◆ Exercise objective
Extract every line from the records below that contains the word "does".

◆ Dataset content
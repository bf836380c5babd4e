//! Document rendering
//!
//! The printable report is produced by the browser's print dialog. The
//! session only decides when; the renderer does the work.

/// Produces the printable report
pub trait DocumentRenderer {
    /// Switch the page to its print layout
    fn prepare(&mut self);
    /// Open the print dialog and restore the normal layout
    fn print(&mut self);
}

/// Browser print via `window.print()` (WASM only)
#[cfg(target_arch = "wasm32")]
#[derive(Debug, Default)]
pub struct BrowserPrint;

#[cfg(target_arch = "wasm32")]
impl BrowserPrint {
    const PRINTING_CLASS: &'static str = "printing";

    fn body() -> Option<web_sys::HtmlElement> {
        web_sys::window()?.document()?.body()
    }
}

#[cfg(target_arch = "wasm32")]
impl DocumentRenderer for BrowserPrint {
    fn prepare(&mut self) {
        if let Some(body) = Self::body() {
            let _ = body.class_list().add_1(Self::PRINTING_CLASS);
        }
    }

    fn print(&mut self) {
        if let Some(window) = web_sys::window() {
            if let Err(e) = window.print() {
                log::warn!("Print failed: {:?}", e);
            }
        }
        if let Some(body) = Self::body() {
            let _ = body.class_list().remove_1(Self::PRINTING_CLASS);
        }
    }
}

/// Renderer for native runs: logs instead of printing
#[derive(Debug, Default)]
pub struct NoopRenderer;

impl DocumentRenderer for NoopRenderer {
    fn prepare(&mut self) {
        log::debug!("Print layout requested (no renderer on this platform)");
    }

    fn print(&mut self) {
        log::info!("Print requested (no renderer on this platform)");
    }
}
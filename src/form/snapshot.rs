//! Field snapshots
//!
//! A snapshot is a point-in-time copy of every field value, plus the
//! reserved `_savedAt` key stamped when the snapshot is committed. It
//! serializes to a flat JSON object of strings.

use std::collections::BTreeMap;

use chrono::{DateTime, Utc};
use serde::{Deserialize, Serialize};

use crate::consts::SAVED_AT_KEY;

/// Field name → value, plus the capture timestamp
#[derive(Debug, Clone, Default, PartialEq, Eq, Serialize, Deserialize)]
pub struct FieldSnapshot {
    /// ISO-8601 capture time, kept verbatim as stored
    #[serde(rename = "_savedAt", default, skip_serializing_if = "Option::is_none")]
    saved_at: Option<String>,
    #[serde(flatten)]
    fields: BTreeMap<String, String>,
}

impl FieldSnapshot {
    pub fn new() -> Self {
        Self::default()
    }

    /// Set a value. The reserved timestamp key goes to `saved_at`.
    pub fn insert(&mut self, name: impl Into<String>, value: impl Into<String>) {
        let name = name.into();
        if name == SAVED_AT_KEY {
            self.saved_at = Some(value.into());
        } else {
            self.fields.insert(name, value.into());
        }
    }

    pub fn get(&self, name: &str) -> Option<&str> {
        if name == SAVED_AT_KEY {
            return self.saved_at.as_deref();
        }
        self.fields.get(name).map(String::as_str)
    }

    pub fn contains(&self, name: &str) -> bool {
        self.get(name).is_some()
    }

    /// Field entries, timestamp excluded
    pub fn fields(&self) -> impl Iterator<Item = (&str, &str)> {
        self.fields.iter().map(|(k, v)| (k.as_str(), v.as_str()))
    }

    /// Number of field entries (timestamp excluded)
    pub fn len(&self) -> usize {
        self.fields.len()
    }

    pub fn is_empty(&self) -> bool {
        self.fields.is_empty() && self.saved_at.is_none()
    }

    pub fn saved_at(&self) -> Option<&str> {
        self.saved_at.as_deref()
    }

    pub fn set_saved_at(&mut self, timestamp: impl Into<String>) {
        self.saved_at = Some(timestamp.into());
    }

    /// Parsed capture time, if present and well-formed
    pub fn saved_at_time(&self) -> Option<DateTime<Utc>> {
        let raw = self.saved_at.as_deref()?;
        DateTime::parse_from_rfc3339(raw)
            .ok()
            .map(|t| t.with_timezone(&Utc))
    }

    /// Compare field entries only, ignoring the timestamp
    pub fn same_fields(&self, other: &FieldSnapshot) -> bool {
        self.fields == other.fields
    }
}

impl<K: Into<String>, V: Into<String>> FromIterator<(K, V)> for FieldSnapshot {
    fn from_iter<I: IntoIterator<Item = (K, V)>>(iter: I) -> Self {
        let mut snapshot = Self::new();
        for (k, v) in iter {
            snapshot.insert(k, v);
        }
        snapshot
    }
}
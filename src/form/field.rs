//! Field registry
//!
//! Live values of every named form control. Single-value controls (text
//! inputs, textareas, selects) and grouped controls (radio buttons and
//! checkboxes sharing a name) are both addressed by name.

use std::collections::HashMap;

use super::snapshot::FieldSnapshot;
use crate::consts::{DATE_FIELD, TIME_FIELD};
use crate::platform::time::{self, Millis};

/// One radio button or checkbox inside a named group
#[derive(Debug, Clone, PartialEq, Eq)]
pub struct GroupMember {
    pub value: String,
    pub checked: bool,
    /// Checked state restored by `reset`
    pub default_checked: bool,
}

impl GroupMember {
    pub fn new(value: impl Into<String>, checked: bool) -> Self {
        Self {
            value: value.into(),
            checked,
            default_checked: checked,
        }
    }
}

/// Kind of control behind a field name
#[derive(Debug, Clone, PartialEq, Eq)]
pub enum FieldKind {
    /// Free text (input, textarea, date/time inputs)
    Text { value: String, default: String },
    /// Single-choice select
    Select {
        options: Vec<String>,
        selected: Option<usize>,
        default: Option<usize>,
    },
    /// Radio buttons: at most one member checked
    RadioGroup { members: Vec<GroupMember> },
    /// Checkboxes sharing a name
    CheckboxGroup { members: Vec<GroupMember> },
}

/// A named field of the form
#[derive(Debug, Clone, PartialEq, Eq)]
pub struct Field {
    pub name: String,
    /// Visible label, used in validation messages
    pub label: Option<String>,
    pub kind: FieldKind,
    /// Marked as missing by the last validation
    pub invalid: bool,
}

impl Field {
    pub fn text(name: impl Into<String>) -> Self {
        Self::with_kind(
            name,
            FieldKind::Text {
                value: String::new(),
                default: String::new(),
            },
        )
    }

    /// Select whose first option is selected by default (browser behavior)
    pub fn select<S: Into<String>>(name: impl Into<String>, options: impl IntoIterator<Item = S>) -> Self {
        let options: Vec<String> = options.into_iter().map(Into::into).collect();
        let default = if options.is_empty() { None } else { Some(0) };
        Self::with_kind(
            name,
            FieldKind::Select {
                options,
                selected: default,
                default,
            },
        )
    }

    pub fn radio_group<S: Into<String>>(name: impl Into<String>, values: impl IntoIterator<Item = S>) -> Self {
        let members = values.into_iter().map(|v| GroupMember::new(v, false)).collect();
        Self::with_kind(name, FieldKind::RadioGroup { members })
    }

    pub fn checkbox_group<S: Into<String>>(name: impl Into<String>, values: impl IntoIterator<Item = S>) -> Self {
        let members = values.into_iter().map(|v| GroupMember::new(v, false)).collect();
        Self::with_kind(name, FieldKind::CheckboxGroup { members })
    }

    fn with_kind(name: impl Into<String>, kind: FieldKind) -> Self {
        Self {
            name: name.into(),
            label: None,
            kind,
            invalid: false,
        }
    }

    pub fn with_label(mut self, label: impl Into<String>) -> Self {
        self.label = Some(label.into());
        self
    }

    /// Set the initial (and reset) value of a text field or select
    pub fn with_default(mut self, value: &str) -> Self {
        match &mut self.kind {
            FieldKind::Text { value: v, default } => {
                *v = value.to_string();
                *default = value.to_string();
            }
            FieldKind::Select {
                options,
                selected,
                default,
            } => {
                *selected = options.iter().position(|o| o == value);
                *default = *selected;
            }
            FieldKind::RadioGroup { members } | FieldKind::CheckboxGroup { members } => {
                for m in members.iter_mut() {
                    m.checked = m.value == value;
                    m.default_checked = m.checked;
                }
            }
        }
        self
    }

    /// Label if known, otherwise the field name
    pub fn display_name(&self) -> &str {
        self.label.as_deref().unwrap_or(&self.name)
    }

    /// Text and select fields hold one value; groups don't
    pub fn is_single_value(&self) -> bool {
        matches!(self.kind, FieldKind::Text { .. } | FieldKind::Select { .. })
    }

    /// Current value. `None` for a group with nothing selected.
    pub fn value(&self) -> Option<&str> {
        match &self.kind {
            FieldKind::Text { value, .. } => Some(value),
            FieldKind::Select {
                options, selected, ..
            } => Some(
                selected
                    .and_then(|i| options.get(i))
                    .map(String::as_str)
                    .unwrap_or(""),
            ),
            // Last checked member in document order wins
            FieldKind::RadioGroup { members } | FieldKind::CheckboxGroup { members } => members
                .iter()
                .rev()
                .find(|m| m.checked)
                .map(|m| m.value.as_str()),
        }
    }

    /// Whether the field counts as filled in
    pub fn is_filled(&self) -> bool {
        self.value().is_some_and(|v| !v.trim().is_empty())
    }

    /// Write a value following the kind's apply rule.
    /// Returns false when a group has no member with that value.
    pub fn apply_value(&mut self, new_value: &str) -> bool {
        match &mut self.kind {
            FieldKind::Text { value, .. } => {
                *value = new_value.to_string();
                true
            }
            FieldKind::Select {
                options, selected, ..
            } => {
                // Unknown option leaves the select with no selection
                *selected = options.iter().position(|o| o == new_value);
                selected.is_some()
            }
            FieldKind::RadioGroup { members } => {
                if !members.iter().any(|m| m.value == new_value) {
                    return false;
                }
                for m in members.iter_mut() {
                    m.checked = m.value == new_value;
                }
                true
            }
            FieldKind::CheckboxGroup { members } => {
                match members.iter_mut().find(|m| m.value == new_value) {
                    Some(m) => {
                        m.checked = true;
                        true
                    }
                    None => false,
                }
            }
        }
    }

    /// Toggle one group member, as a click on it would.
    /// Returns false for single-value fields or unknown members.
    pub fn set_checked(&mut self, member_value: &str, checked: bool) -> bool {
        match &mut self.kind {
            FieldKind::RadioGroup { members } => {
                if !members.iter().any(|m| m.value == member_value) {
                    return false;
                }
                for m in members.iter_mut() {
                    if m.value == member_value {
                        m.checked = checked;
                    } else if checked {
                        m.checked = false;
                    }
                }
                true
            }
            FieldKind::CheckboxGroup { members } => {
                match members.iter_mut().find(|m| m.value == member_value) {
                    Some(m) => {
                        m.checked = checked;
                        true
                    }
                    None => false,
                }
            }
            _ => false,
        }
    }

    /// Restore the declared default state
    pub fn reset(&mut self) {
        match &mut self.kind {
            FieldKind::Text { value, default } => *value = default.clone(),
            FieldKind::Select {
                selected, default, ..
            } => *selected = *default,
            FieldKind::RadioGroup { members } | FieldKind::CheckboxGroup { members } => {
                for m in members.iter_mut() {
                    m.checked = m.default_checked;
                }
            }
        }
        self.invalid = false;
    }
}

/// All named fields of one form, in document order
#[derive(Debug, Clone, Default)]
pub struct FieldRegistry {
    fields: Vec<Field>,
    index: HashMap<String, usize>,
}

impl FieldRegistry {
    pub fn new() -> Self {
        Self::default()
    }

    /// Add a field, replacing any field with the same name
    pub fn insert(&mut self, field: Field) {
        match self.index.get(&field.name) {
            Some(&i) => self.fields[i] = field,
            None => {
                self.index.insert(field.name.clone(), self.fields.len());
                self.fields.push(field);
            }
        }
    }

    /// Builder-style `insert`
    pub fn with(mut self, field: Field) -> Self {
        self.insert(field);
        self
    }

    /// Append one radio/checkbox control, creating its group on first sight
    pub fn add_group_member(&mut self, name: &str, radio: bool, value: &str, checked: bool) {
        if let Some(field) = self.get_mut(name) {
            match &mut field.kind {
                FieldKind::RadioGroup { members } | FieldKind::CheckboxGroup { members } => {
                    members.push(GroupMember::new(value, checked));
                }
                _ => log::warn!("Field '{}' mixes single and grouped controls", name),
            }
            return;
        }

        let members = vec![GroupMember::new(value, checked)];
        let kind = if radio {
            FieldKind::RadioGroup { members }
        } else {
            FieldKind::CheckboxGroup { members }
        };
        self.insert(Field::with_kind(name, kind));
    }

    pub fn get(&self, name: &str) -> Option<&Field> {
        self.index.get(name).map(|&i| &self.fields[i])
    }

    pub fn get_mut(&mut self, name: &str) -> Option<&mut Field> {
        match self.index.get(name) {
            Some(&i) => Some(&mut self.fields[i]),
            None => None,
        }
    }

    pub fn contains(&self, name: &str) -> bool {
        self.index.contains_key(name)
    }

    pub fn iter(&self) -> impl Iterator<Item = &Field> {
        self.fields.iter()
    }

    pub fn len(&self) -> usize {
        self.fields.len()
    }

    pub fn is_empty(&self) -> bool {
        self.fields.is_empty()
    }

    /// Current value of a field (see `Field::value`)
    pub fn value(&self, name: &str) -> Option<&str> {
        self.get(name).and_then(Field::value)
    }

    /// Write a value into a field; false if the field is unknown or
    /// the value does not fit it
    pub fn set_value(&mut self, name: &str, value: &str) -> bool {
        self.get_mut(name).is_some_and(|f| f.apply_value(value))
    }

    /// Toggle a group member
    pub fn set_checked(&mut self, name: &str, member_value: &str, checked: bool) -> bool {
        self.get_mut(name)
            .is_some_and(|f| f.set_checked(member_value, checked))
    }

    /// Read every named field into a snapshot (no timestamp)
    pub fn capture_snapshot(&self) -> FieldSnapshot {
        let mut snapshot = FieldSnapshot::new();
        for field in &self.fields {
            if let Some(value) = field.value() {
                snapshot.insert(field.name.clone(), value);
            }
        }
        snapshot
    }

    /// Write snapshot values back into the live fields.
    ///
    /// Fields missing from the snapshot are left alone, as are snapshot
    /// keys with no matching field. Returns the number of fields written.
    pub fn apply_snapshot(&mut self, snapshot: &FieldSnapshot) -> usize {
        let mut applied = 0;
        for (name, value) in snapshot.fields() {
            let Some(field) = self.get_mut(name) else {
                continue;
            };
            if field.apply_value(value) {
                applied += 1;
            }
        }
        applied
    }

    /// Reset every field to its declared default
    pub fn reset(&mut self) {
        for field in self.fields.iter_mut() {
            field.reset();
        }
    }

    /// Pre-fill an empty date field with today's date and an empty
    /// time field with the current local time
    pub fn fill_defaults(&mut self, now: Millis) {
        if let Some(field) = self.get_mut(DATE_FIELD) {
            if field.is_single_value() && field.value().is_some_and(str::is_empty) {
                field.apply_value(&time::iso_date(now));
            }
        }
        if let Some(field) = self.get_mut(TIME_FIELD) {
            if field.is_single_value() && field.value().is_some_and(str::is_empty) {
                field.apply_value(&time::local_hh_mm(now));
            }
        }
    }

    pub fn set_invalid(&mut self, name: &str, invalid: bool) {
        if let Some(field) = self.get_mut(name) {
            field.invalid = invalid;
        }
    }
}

◆ Result for this exercise
//! session only decides when; the renderer does the work.
    /// the value does not fit it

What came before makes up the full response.